Real estate is one of the few industries in the world that’s bigger than transportation. But in the coming decades, companies like Uber and Lyft—eventually super-charged by self-driving cars—are likely to change living patterns and upend property markets in ways that we’ve only begun to understand.
The most interesting thing to me is that the shift is already beginning to happen in some urban areas, and I expect that residential and commercial real estate values are going to start adjusting much faster than people expect.
Let me start with a personal vignette. My wife and I have been thinking about moving homes in San Francisco, and going into the search our default position was that the house absolutely had to be within quick—and flat—walking distance of good grocery stores and restaurants. Unsurprisingly, this is also the perspective of many other potential buyers and real-estate prices reflect walkability even within the city’s many micro-neighborhoods.
In the process of looking at various homes and prices, however, it struck me that at the dawn of the era of instant, reliable, and inexpensive ride-sharing services, immediate walkability feels over-priced in the market. I am just not willing to pay the same premium for the easy stroll to the grocery when the cost of living up the hill is just a few dollars and a minute or two of transit time, as opposed to dealing with the hassle of a car and parking. There is a ring of ‘Uber houses’ within cities that are going to appreciate, and likely a set of super-prime locations that will correspondingly lose value.
The story also holds for commercial real estate. I was having a beer recently with a friend, Jared Friedman, the co-founder of Scribd. We were discussing how Scribd is now paying for its employees to take Lyft Line to and from work because they think it’s a good thing for their employees to be able to minimize transit time and maximize productive time. Jared also mentioned that because of Lyft and Uber he now regularly goes to restaurants across the city that would once have been too far away to consider. If Jared is an early indication, the importance of walkability for businesses like restaurants is probably going to change as well—and the value of prime commercial real estate will shift accordingly.

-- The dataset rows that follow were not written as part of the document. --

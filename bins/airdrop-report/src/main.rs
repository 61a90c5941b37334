//! airdrop-report: human-readable summary of a written distribution.
//!
//! Reads the analytics JSON and distribution CSV produced by
//! `airdrop-process`, computes the Gini coefficient of the distribution, and
//! writes `distribution_report.txt` into the output directory.

use std::fmt::Write as _;
use std::path::PathBuf;

use airdrop_core::analytics::{gini_coefficient, AnalyticsSummary};
use airdrop_core::output::{read_analytics, read_distribution_csv};
use anyhow::{Context, Result};
use clap::Parser;
use tracing::{info, warn};

/// File name of the rendered report inside the output directory.
const REPORT_FILE: &str = "distribution_report.txt";

/// Holders listed in the report's top section.
const REPORT_TOP_HOLDERS: usize = 10;

#[derive(Parser, Debug)]
#[command(name = "airdrop-report", version, about = "Analyze a token distribution")]
struct Cli {
    /// Path to the analytics JSON file
    analytics_file: PathBuf,

    /// Path to the distribution CSV file
    csv_file: PathBuf,

    /// Directory for output files
    #[arg(long, default_value = "./analytics_output")]
    output_dir: PathBuf,
}

fn main() -> Result<()> {
    tracing_subscriber::fmt()
        .with_env_filter(
            tracing_subscriber::EnvFilter::try_from_default_env()
                .unwrap_or_else(|_| tracing_subscriber::EnvFilter::new("info")),
        )
        .init();

    let cli = Cli::parse();

    std::fs::create_dir_all(&cli.output_dir)
        .with_context(|| format!("Failed to create directory: {}", cli.output_dir.display()))?;

    let analytics = read_analytics(&cli.analytics_file).context("Failed to load analytics")?;
    let rows = read_distribution_csv(&cli.csv_file).context("Failed to load distribution CSV")?;
    info!("loaded data for {} addresses", rows.len());
    if rows.len() != analytics.total_holders {
        warn!(
            "CSV has {} rows but analytics reports {} holders",
            rows.len(),
            analytics.total_holders
        );
    }

    let amounts: Vec<u64> = rows.iter().map(|r| r.amount).collect();
    let gini = gini_coefficient(&amounts);
    let report = render_report(&analytics, gini).context("Failed to render report")?;

    let report_path = cli.output_dir.join(REPORT_FILE);
    std::fs::write(&report_path, &report)
        .with_context(|| format!("Failed to write report: {}", report_path.display()))?;

    println!("{report}");
    info!("report saved to {}", report_path.display());
    Ok(())
}

/// Group digits in threes: `1234567` → `"1,234,567"`.
fn with_thousands(n: u128) -> String {
    let digits = n.to_string();
    let mut out = String::with_capacity(digits.len() + digits.len() / 3);
    for (i, c) in digits.chars().enumerate() {
        if i > 0 && (digits.len() - i) % 3 == 0 {
            out.push(',');
        }
        out.push(c);
    }
    out
}

fn share(part: f64, whole: f64) -> f64 {
    if whole == 0.0 { 0.0 } else { part / whole * 100.0 }
}

/// Render the plain-text report.
fn render_report(a: &AnalyticsSummary, gini: f64) -> Result<String, std::fmt::Error> {
    let mut r = String::new();
    writeln!(r, "Token Distribution Analysis Report")?;
    writeln!(r, "==================================")?;
    writeln!(r)?;
    writeln!(r, "Overall Statistics:")?;
    writeln!(r, "-------------------")?;
    writeln!(r, "Total Holders: {}", with_thousands(a.total_holders as u128))?;
    writeln!(
        r,
        "Total Tokens Distributed: {}",
        with_thousands(a.total_tokens_distributed)
    )?;
    writeln!(r, "Average Tokens per Holder: {:.2}", a.average_tokens_per_holder)?;
    writeln!(r, "Median Tokens per Holder: {}", a.median_tokens_per_holder)?;
    writeln!(r, "Standard Deviation: {:.2}", a.standard_deviation)?;
    writeln!(r, "Min/Max: {} / {}", a.min, a.max)?;
    writeln!(r, "Gini Coefficient: {gini:.3}")?;
    writeln!(r)?;

    let p = &a.percentiles;
    writeln!(r, "Percentiles:")?;
    writeln!(r, "------------")?;
    writeln!(r, "10th percentile: {}", p.p10)?;
    writeln!(r, "25th percentile: {}", p.p25)?;
    writeln!(r, "50th percentile (median): {}", p.p50)?;
    writeln!(r, "75th percentile: {}", p.p75)?;
    writeln!(r, "90th percentile: {}", p.p90)?;
    writeln!(r, "95th percentile: {}", p.p95)?;
    writeln!(r, "99th percentile: {}", p.p99)?;
    writeln!(r)?;

    writeln!(r, "Distribution by Range:")?;
    writeln!(r, "----------------------")?;
    for b in &a.distribution_buckets {
        writeln!(
            r,
            "{:>10}: {:>6} holders ({:>5.1}%) - {:>8} tokens ({:>5.1}%)",
            b.range,
            b.count,
            share(b.count as f64, a.total_holders as f64),
            b.total_tokens,
            share(b.total_tokens as f64, a.total_tokens_distributed as f64),
        )?;
    }
    writeln!(r)?;

    writeln!(r, "Top {REPORT_TOP_HOLDERS} Token Holders:")?;
    writeln!(r, "---------------------")?;
    for (i, holder) in a.top_holders.iter().take(REPORT_TOP_HOLDERS).enumerate() {
        writeln!(r, "{:>2}. {} - {} tokens", i + 1, holder.address, holder.amount)?;
    }
    Ok(r)
}
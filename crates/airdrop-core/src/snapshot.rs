//! Snapshot discovery, parsing, and network validation.
//!
//! A snapshot file looks like:
//!
//! ```json
//! {
//!   "network": "Ethereum",
//!   "contract_address": "0xbc4c...",
//!   "block_height": 19000000,
//!   "snapshot": [["0xholder", ["0x1", "0x2a"]], ...]
//! }
//! ```
//!
//! `snapshot` may instead be an object `{"0xholder": [1, 42], ...}`. The two
//! shapes are resolved once into a [`HolderList`] and normalized into
//! [`Holding`]s; nothing downstream sees the wire shape.
//!
//! String token ids are read as base-16 only in the list-of-pairs shape; an
//! id that is not base-16 is logged and still counted. In the object-map
//! shape string ids are kept verbatim.

use std::collections::HashSet;
use std::path::{Path, PathBuf};

use serde::Deserialize;
use serde_json::Value;
use tracing::{debug, warn};

use crate::error::{InputModeError, SnapshotError};
use crate::types::{Holding, Snapshot, TokenId};

#[derive(Deserialize)]
struct SnapshotFile {
    network: String,
    contract_address: String,
    snapshot: Value,
    #[serde(default)]
    name: Option<String>,
    #[serde(default)]
    block_height: Option<u64>,
    #[serde(default)]
    chain_id: Option<String>,
}

#[derive(Deserialize)]
#[serde(untagged)]
enum WireTokenId {
    Number(serde_json::Number),
    Text(String),
}

type WireHolders = Vec<(String, Vec<WireTokenId>)>;

/// The two holder wire shapes, in file order.
enum HolderList {
    /// `[[address, tokenIds], ...]`
    Pairs(WireHolders),
    /// `{address: tokenIds, ...}`
    Map(WireHolders),
}

impl HolderList {
    fn from_value(value: Value) -> Result<Self, String> {
        match value {
            Value::Array(_) => serde_json::from_value::<WireHolders>(value)
                .map(HolderList::Pairs)
                .map_err(|e| format!("snapshot pairs: {e}")),
            Value::Object(map) => map
                .into_iter()
                .map(|(address, ids)| {
                    serde_json::from_value::<Vec<WireTokenId>>(ids)
                        .map(|ids| (address.clone(), ids))
                        .map_err(|e| format!("holder {address}: {e}"))
                })
                .collect::<Result<WireHolders, String>>()
                .map(HolderList::Map),
            other => Err(format!(
                "snapshot must be an array of [address, tokenIds] pairs or an address map, got {}",
                value_kind(&other)
            )),
        }
    }

    fn normalize(self, file: &str) -> Vec<Holding> {
        match self {
            HolderList::Pairs(pairs) => pairs
                .into_iter()
                .map(|(address, ids)| {
                    let token_ids = ids
                        .into_iter()
                        .map(|id| match id {
                            WireTokenId::Number(n) => TokenId::Number(n.to_string()),
                            WireTokenId::Text(s) => match parse_hex_token_id(&s) {
                                Some(hex) => TokenId::Hex(hex),
                                None => {
                                    warn!(
                                        file = %file,
                                        holder = %address,
                                        token_id = %s,
                                        "token id is not base-16; counted as-is"
                                    );
                                    TokenId::InvalidHex(s)
                                }
                            },
                        })
                        .collect();
                    Holding { address, token_ids }
                })
                .collect(),
            HolderList::Map(entries) => entries
                .into_iter()
                .map(|(address, ids)| Holding {
                    address,
                    token_ids: ids
                        .into_iter()
                        .map(|id| match id {
                            WireTokenId::Number(n) => TokenId::Number(n.to_string()),
                            WireTokenId::Text(s) => TokenId::Raw(s),
                        })
                        .collect(),
                })
                .collect(),
        }
    }
}

fn value_kind(value: &Value) -> &'static str {
    match value {
        Value::Null => "null",
        Value::Bool(_) => "a boolean",
        Value::Number(_) => "a number",
        Value::String(_) => "a string",
        Value::Array(_) => "an array",
        Value::Object(_) => "an object",
    }
}

/// Parse a base-16 token id, with or without a `0x` prefix.
///
/// Returns the canonical form: lowercase, no prefix, no leading zeros.
pub fn parse_hex_token_id(raw: &str) -> Option<String> {
    let trimmed = raw.trim();
    let digits = trimmed
        .strip_prefix("0x")
        .or_else(|| trimmed.strip_prefix("0X"))
        .unwrap_or(trimmed);
    if digits.is_empty() || !digits.chars().all(|c| c.is_ascii_hexdigit()) {
        return None;
    }
    let canonical = digits.trim_start_matches('0').to_ascii_lowercase();
    if canonical.is_empty() {
        Some("0".to_string())
    } else {
        Some(canonical)
    }
}

/// Parse snapshot JSON. `source` is recorded on the snapshot and used in errors.
pub fn parse_snapshot(raw: &str, source: &Path) -> Result<Snapshot, SnapshotError> {
    let file = source.display().to_string();
    let parse_err = |reason: String| SnapshotError::Parse {
        file: file.clone(),
        reason,
    };

    let doc: SnapshotFile = serde_json::from_str(raw).map_err(|e| parse_err(e.to_string()))?;
    let holders = HolderList::from_value(doc.snapshot)
        .map_err(parse_err)?
        .normalize(&file);

    Ok(Snapshot {
        source: source.to_path_buf(),
        network: doc.network,
        contract_address: doc.contract_address,
        name: doc.name,
        block_height: doc.block_height,
        chain_id: doc.chain_id,
        holders,
    })
}

/// Read and parse one snapshot file.
pub fn load_snapshot(path: impl AsRef<Path>) -> Result<Snapshot, SnapshotError> {
    let path = path.as_ref();
    let raw = std::fs::read_to_string(path).map_err(|e| SnapshotError::Unreadable {
        file: path.display().to_string(),
        reason: e.to_string(),
    })?;
    let snapshot = parse_snapshot(&raw, path)?;
    debug!(
        file = %path.display(),
        network = %snapshot.network,
        contract = %snapshot.contract_address,
        holders = snapshot.holders.len(),
        tokens = snapshot.token_total(),
        "loaded snapshot"
    );
    Ok(snapshot)
}

/// Load every path in order. The first failure aborts the whole load.
pub fn load_snapshots(paths: &[PathBuf]) -> Result<Vec<Snapshot>, SnapshotError> {
    paths.iter().map(load_snapshot).collect()
}

/// Files in `folder` named `*_{network}.json`, network matched
/// case-insensitively, sorted by file name.
pub fn discover(folder: &Path, network: &str) -> Result<Vec<PathBuf>, SnapshotError> {
    let folder_name = folder.display().to_string();
    let suffix = format!("_{}.json", network.to_lowercase());

    let entries = std::fs::read_dir(folder).map_err(|e| SnapshotError::FolderUnreadable {
        folder: folder_name.clone(),
        reason: e.to_string(),
    })?;

    let mut matches = Vec::new();
    for entry in entries {
        let entry = entry.map_err(|e| SnapshotError::FolderUnreadable {
            folder: folder_name.clone(),
            reason: e.to_string(),
        })?;
        let path = entry.path();
        if !path.is_file() {
            continue;
        }
        let Some(file_name) = path.file_name().and_then(|n| n.to_str()) else {
            continue;
        };
        if file_name.to_lowercase().ends_with(&suffix) {
            matches.push(path);
        }
    }

    if matches.is_empty() {
        return Err(SnapshotError::NotFound {
            folder: folder_name,
            network: network.to_string(),
        });
    }
    matches.sort();
    Ok(matches)
}

/// Primary network's files, then each aggregate network's files in the order
/// given. A file matched twice keeps its first position.
pub fn discover_many(
    folder: &Path,
    primary: &str,
    aggregates: &[String],
) -> Result<Vec<PathBuf>, SnapshotError> {
    let mut seen = HashSet::new();
    let mut paths = Vec::new();
    for network in std::iter::once(primary).chain(aggregates.iter().map(String::as_str)) {
        for path in discover(folder, network)? {
            if seen.insert(path.clone()) {
                paths.push(path);
            }
        }
    }
    Ok(paths)
}

/// Check every snapshot declares the same network, case-insensitively.
///
/// With no `expected` network the first snapshot's declaration is used.
/// Returns the network the run is labelled with.
pub fn validate_networks(
    snapshots: &[Snapshot],
    expected: Option<&str>,
) -> Result<String, SnapshotError> {
    let expected = match expected {
        Some(network) => network.to_string(),
        None => match snapshots.first() {
            Some(first) => first.network.clone(),
            None => return Ok(String::new()),
        },
    };

    for snapshot in snapshots {
        if !snapshot.network.eq_ignore_ascii_case(&expected) {
            return Err(SnapshotError::NetworkMismatch {
                file: snapshot.source_name(),
                expected,
                got: snapshot.network.clone(),
            });
        }
    }
    Ok(expected)
}

/// Where the run's snapshots come from.
#[derive(Debug, Clone, PartialEq, Eq)]
pub enum SnapshotSource {
    /// An explicit list of files, optionally labelled with a network.
    Files {
        paths: Vec<PathBuf>,
        network: Option<String>,
    },
    /// Every `*_{network}.json` in a folder, plus aggregate networks.
    Folder {
        folder: PathBuf,
        network: String,
        aggregate_networks: Vec<String>,
    },
}

impl SnapshotSource {
    /// Resolve the snapshot-source flags into one input mode.
    pub fn resolve(
        snapshots: Vec<PathBuf>,
        folder: Option<PathBuf>,
        network: Option<String>,
        aggregate_networks: Vec<String>,
    ) -> Result<Self, InputModeError> {
        let network = network
            .map(|n| n.trim().to_string())
            .filter(|n| !n.is_empty());
        let aggregate_networks: Vec<String> = aggregate_networks
            .into_iter()
            .map(|n| n.trim().to_string())
            .filter(|n| !n.is_empty())
            .collect();
        let snapshots: Vec<PathBuf> = snapshots
            .into_iter()
            .filter(|p| !p.as_os_str().is_empty())
            .collect();

        match (snapshots.is_empty(), folder) {
            (false, Some(_)) => Err(InputModeError::Conflicting),
            (false, None) => {
                if !aggregate_networks.is_empty() {
                    return Err(InputModeError::AggregateWithoutFolder);
                }
                Ok(SnapshotSource::Files {
                    paths: snapshots,
                    network,
                })
            }
            (true, Some(folder)) => {
                let network = network.ok_or(InputModeError::FolderWithoutNetwork)?;
                Ok(SnapshotSource::Folder {
                    folder,
                    network,
                    aggregate_networks,
                })
            }
            (true, None) if !aggregate_networks.is_empty() => {
                Err(InputModeError::AggregateWithoutFolder)
            }
            (true, None) => Err(InputModeError::Missing),
        }
    }

    /// Cross-network aggregation: network validation is skipped.
    pub fn is_aggregate(&self) -> bool {
        matches!(self, SnapshotSource::Folder { aggregate_networks, .. } if !aggregate_networks.is_empty())
    }

    /// Network named on the command line, if any.
    pub fn network(&self) -> Option<&str> {
        match self {
            SnapshotSource::Files { network, .. } => network.as_deref(),
            SnapshotSource::Folder { network, .. } => Some(network),
        }
    }

    /// Snapshot files to load, in processing order.
    pub fn paths(&self) -> Result<Vec<PathBuf>, SnapshotError> {
        match self {
            SnapshotSource::Files { paths, .. } => Ok(paths.clone()),
            SnapshotSource::Folder {
                folder,
                network,
                aggregate_networks,
            } => discover_many(folder, network, aggregate_networks),
        }
    }
}
//! Injection signatures for rule-based detection.
//!
//! Two lists are kept:
//! - **input** patterns run over untrusted job-description text before it is
//!   wrapped into a prompt
//! - **output** markers run over the LLM response and indicate that injected
//!   instructions succeeded (self-disclosure, refusal framing, prompt leaks)
//!
//! Both lists are data. The built-in set can be extended or replaced by a TOML
//! pattern file without touching the matching engine.

use std::borrow::Cow;
use std::path::Path;
use std::sync::Arc;

use lazy_static::lazy_static;
use regex::{Regex, RegexBuilder};
use serde::{Deserialize, Serialize};

use crate::error::{GatewayError, Result};

/// Version of the built-in pattern set
pub const PATTERN_SET_VERSION: &str = "2.2.0";

/// Audit severity
#[derive(Debug, Clone, Copy, PartialEq, Eq, PartialOrd, Ord, Hash, Serialize, Deserialize)]
#[serde(rename_all = "lowercase")]
pub enum Severity {
    /// Informational keyword hit
    Low,
    /// Suspicious but plausible in benign text
    Medium,
    /// Known attack phrasing
    High,
    /// Evidence of a successful attack
    Critical,
}

impl std::fmt::Display for Severity {
    fn fmt(&self, f: &mut std::fmt::Formatter<'_>) -> std::fmt::Result {
        match self {
            Severity::Low => write!(f, "low"),
            Severity::Medium => write!(f, "medium"),
            Severity::High => write!(f, "high"),
            Severity::Critical => write!(f, "critical"),
        }
    }
}

/// Threat categories
#[derive(Debug, Clone, Copy, PartialEq, Eq, Hash, Serialize, Deserialize)]
#[serde(rename_all = "snake_case")]
pub enum ThreatCategory {
    /// Prompt injection
    Injection,
    /// Jailbreak attempt
    Jailbreak,
    /// System prompt extraction
    Extraction,
    /// Attempts to steer the analysis verdict
    Manipulation,
    /// Malformed or obfuscated payload
    Malformed,
    /// Model talking about itself instead of the job
    SelfDisclosure,
    /// Model refusing the task
    Refusal,
    /// Prompt or instruction leakage
    Leakage,
}

impl std::fmt::Display for ThreatCategory {
    fn fmt(&self, f: &mut std::fmt::Formatter<'_>) -> std::fmt::Result {
        match self {
            ThreatCategory::Injection => write!(f, "injection"),
            ThreatCategory::Jailbreak => write!(f, "jailbreak"),
            ThreatCategory::Extraction => write!(f, "extraction"),
            ThreatCategory::Manipulation => write!(f, "manipulation"),
            ThreatCategory::Malformed => write!(f, "malformed"),
            ThreatCategory::SelfDisclosure => write!(f, "self_disclosure"),
            ThreatCategory::Refusal => write!(f, "refusal"),
            ThreatCategory::Leakage => write!(f, "leakage"),
        }
    }
}

/// How the `pattern` field is interpreted
#[derive(Debug, Clone, Copy, Default, PartialEq, Eq, Serialize, Deserialize)]
#[serde(rename_all = "lowercase")]
pub enum PatternKind {
    /// Regular expression
    #[default]
    Regex,
    /// Literal substring
    Substring,
}

/// Precision tier of a pattern.
///
/// `Strict` patterns are phrase-level signatures. `Loose` patterns fire on
/// isolated keywords ("ignore", "instructions") and accept false positives on
/// benign postings.
#[derive(Debug, Clone, Copy, Default, PartialEq, Eq, Serialize, Deserialize)]
#[serde(rename_all = "lowercase")]
pub enum PatternTier {
    /// Always evaluated
    #[default]
    Strict,
    /// Evaluated only under [`ScanPrecision::Loose`]
    Loose,
}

The question of how technology and infrastructure investment impacts real estate values is obviously not a new one. Transit projects like highways and railroads have not just influenced real estate values; in many instances, like the trolley system in San Francisco or the great railroads of the Western U.S., the business model for transportation investment was built on real estate. The Interstate highway system is generally agreed to have been a huge factor in driving the postwar migration from cities to suburbs.
Communications technologies have had a similarly dramatic impact on living patterns and business location decisions. In the 1990s, the dawn of the Internet era spurred a deep and serious debate on whether telecommuting would finally "free" people to leave the cities, or if the Internet as a coordination tool would compound the value that cities provide for people. (The winning side of that debate seems clear with 20/20 hindsight.)
The next wave of technology —and self-driving cars in particular—should dwarf almost everything we have seen to date in terms of impact on how we live and the values we assign to real estate. Removing the cost and the errors associated with human drivers should increase the functional size of cities and make the suburbs and exurbs more desirable by enabling quicker trips and reducing traffic. It's quite possible, even likely, that the same technology will eventually usher in a world of truly on-demand access where 'ownership' of things becomes an undesirable burden. That could free us to have smaller and more efficient homes, which in turn could lower the friction of moving and make the idea of a long-term homestead less of a foregone conclusion for how we live.
But what I find exciting is that while that future is a long way off, it feels like we are seeing the beginning of it in small but noticeable ways. It is going to be interesting to see who capitalizes on this, because unlike the railroad companies I don’t see Uber dealing in real-estate any time too soon.